The hon. Member for Congleton (Fiona Bruce) raised the issue of mitochondrial donation or transfer. The Human Fertilisation and Embryology Authority set up an expert panel, which has conducted three reviews on the safety and efficacy of the proposed treatment. I want to reassure her that any proposed regulations on this matter would be subject to debates in both Houses of Parliament under the affirmative procedure, so were measures to be taken forward, there would be a full debate.
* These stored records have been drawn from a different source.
//! Multilingual text entries (`{"@xml:lang": .., "#text": ..}`) and their
//! canonical ordering.

use std::cmp::Ordering;

use serde_json::{Map, Value, json};

pub const LANG_KEY: &str = "@xml:lang";
pub const TEXT_KEY: &str = "#text";

/// Language assumed for text entries that carry no language attribute.
pub const DEFAULT_LANGUAGE: &str = "en";

/// Fixed output order. Codes not listed sort after these, alphabetically.
pub const CANONICAL_LANGUAGES: &[&str] =
    &["en", "zh", "de", "fr", "es", "it", "ja", "ko", "pt", "ru"];

fn rank(code: &str) -> usize {
    CANONICAL_LANGUAGES
        .iter()
        .position(|known| known.eq_ignore_ascii_case(code))
        .unwrap_or(CANONICAL_LANGUAGES.len())
}

/// Canonical comparison of two language codes.
pub fn compare_languages(a: &str, b: &str) -> Ordering {
    rank(a).cmp(&rank(b)).then_with(|| a.cmp(b))
}

/// Language tags compare without regard to ASCII case.
pub fn same_language(a: &str, b: &str) -> bool {
    a.eq_ignore_ascii_case(b)
}

/// Sort `(language, text)` pairs into canonical order, keeping the last text
/// supplied for a repeated language under its first spelling.
pub fn canonical_pairs(pairs: &[(String, String)]) -> Vec<(String, String)> {
    let mut out: Vec<(String, String)> = Vec::with_capacity(pairs.len());
    for (lang, text) in pairs {
        match out.iter_mut().find(|(known, _)| same_language(known, lang)) {
            Some(slot) => slot.1 = text.clone(),
            None => out.push((lang.clone(), text.clone())),
        }
    }
    out.sort_by(|a, b| compare_languages(&a.0, &b.0));
    out
}

pub fn entry(lang: &str, text: &str) -> Value {
    json!({ LANG_KEY: lang, TEXT_KEY: text })
}

/// Language code of a text entry, if it is one.
pub fn language_of(value: &Value) -> Option<&str> {
    value.get(LANG_KEY).and_then(Value::as_str)
}

/// Extract `(language, text)` pairs from a single entry, a list of entries or
/// a bare string. Entries without a language are attributed to [`DEFAULT_LANGUAGE`].
pub fn entries(value: &Value) -> Vec<(String, String)> {
    let mut out = Vec::new();
    collect(value, &mut out);
    out
}

fn collect(value: &Value, out: &mut Vec<(String, String)>) {
    match value {
        Value::Array(items) => items.iter().for_each(|item| collect(item, out)),
        Value::Object(map) => {
            let text = map
                .get(TEXT_KEY)
                .or_else(|| map.get("text"))
                .and_then(Value::as_str);
            if let Some(text) = text.filter(|t| !t.trim().is_empty()) {
                let lang = map
                    .get(LANG_KEY)
                    .and_then(Value::as_str)
                    .filter(|l| !l.trim().is_empty())
                    .unwrap_or(DEFAULT_LANGUAGE);
                out.push((lang.to_string(), text.to_string()));
            }
        }
        Value::String(text) if !text.trim().is_empty() => {
            out.push((DEFAULT_LANGUAGE.to_string(), text.clone()));
        }
        _ => {}
    }
}

/// Text for `lang`, falling back to the first entry of any language.
pub fn text_for(value: &Value, lang: &str) -> Option<String> {
    let all = entries(value);
    all.iter()
        .find(|(code, _)| code == lang)
        .or_else(|| all.first())
        .map(|(_, text)| text.clone())
}

/// Merge `update` into the entries already present, replacing texts for the
/// same language and preserving other languages. Always yields a list in
/// canonical order.
pub fn merge(existing: Option<&Value>, update: &[(String, String)]) -> Value {
    let mut pairs = existing.map(entries).unwrap_or_default();
    pairs.extend(update.iter().cloned());
    let merged = canonical_pairs(&pairs);
    Value::Array(
        merged
            .iter()
            .map(|(lang, text)| entry(lang, text))
            .collect(),
    )
}

/// Stable re-sort of a list of language entries into canonical order.
/// Items without a language keep their relative order at the end.
pub fn sort_entries(items: &mut [Value]) {
    items.sort_by(|a, b| match (language_of(a), language_of(b)) {
        (Some(x), Some(y)) => compare_languages(x, y),
        (Some(_), None) => Ordering::Less,
        (None, Some(_)) => Ordering::Greater,
        (None, None) => Ordering::Equal,
    });
}

/// An empty language entry, ready for a text to be written into it.
pub fn blank_entry(lang: &str) -> Value {
    let mut map = Map::new();
    map.insert(LANG_KEY.to_string(), Value::String(lang.to_string()));
    Value::Object(map)
}

#[cfg(test)]
mod tests {
    use super::*;

    fn pairs(raw: &[(&str, &str)]) -> Vec<(String, String)> {
        raw.iter()
            .map(|(l, t)| (l.to_string(), t.to_string()))
            .collect()
    }

    #[test]
    fn canonical_order_ignores_input_order() {
        let a = canonical_pairs(&pairs(&[("zh", "中"), ("en", "E")]));
        let b = canonical_pairs(&pairs(&[("en", "E"), ("zh", "中")]));
        assert_eq!(a, b);
        assert_eq!(a[0].0, "en");
        assert_eq!(a[1].0, "zh");
    }

    #[test]
    fn unknown_languages_sort_last_alphabetically() {
        let out = canonical_pairs(&pairs(&[("sv", "s"), ("nl", "n"), ("zh", "z")]));
        let codes: Vec<_> = out.iter().map(|(l, _)| l.as_str()).collect();
        assert_eq!(codes, ["zh", "nl", "sv"]);
    }

    #[test]
    fn repeated_language_ignores_case() {
        let out = canonical_pairs(&pairs(&[("EN", "old"), ("zh", "z"), ("en", "new")]));
        assert_eq!(out, pairs(&[("EN", "new"), ("zh", "z")]));

        let existing = json!([{"@xml:lang": "EN", "#text": "old"}]);
        let merged = merge(Some(&existing), &pairs(&[("en", "new")]));
        assert_eq!(merged, json!([{"@xml:lang": "EN", "#text": "new"}]));
    }

    #[test]
    fn entries_from_mixed_shapes() {
        let value = json!([
            {"@xml:lang": "zh", "#text": "中文"},
            {"#text": "no lang"},
            {"@xml:lang": "de", "#text": ""}
        ]);
        assert_eq!(
            entries(&value),
            pairs(&[("zh", "中文"), ("en", "no lang")])
        );
        assert_eq!(entries(&json!("bare")), pairs(&[("en", "bare")]));
    }

    #[test]
    fn merge_upgrades_single_entry_to_list() {
        let existing = entry("zh", "旧");
        let merged = merge(Some(&existing), &pairs(&[("en", "new")]));
        assert_eq!(
            merged,
            json!([
                {"@xml:lang": "en", "#text": "new"},
                {"@xml:lang": "zh", "#text": "旧"}
            ])
        );
    }

    #[test]
    fn merge_replaces_same_language() {
        let existing = json!([{"@xml:lang": "en", "#text": "old"}]);
        let merged = merge(Some(&existing), &pairs(&[("en", "new")]));
        assert_eq!(merged, json!([{"@xml:lang": "en", "#text": "new"}]));
        // Merging the result again is a fixed point.
        assert_eq!(merge(Some(&merged), &pairs(&[("en", "new")])), merged);
    }

    #[test]
    fn text_for_falls_back_to_first() {
        let value = json!([{"@xml:lang": "zh", "#text": "钢"}]);
        assert_eq!(text_for(&value, "en").as_deref(), Some("钢"));
        assert_eq!(text_for(&json!(null), "en"), None);
    }

    #[test]
    fn sort_entries_is_stable_for_unlabelled() {
        let mut items = vec![json!({"x": 1}), entry("zh", "z"), entry("en", "e")];
        sort_entries(&mut items);
        assert_eq!(items, vec![entry("en", "e"), entry("zh", "z"), json!({"x": 1})]);
    }
}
I suggest that the hon. Lady take up that issue with Health Ministers, as this policy area sits firmly under their portfolio. She is asking a very technical question about the background to the regulations, and it might be more proper for one of them to respond.
I was a little disappointed by the response of the hon. Member for Walthamstow (Stella Creasy). She is very dismissive of the Bill, which she has described as full of loopholes. Consumer and business organisations all agree that the Government are doing the right thing and that the Bill will make a real difference, as we repeatedly heard in evidence to the Public Bill Committee and to the Business, Innovation and Skills Committee during its pre-legislative scrutiny.
It cannot be denied that the Bill is the most dramatic overhaul of consumer protection for a generation. The UK already has very high levels of consumer confidence and knowledge—higher than almost any other country in the European Union—but I believe that we can raise them higher. It drives huge change both in business and across society to have consumers who are well informed and confident of their rights, and who know what they can do when something goes wrong. Consumer protection drives innovation across businesses, growth in the economy and confidence among our consumers. I believe that this Bill is the way to achieve that, and I commend it to the House.
Question put and agreed to.
Bill accordingly read the Third time and passed.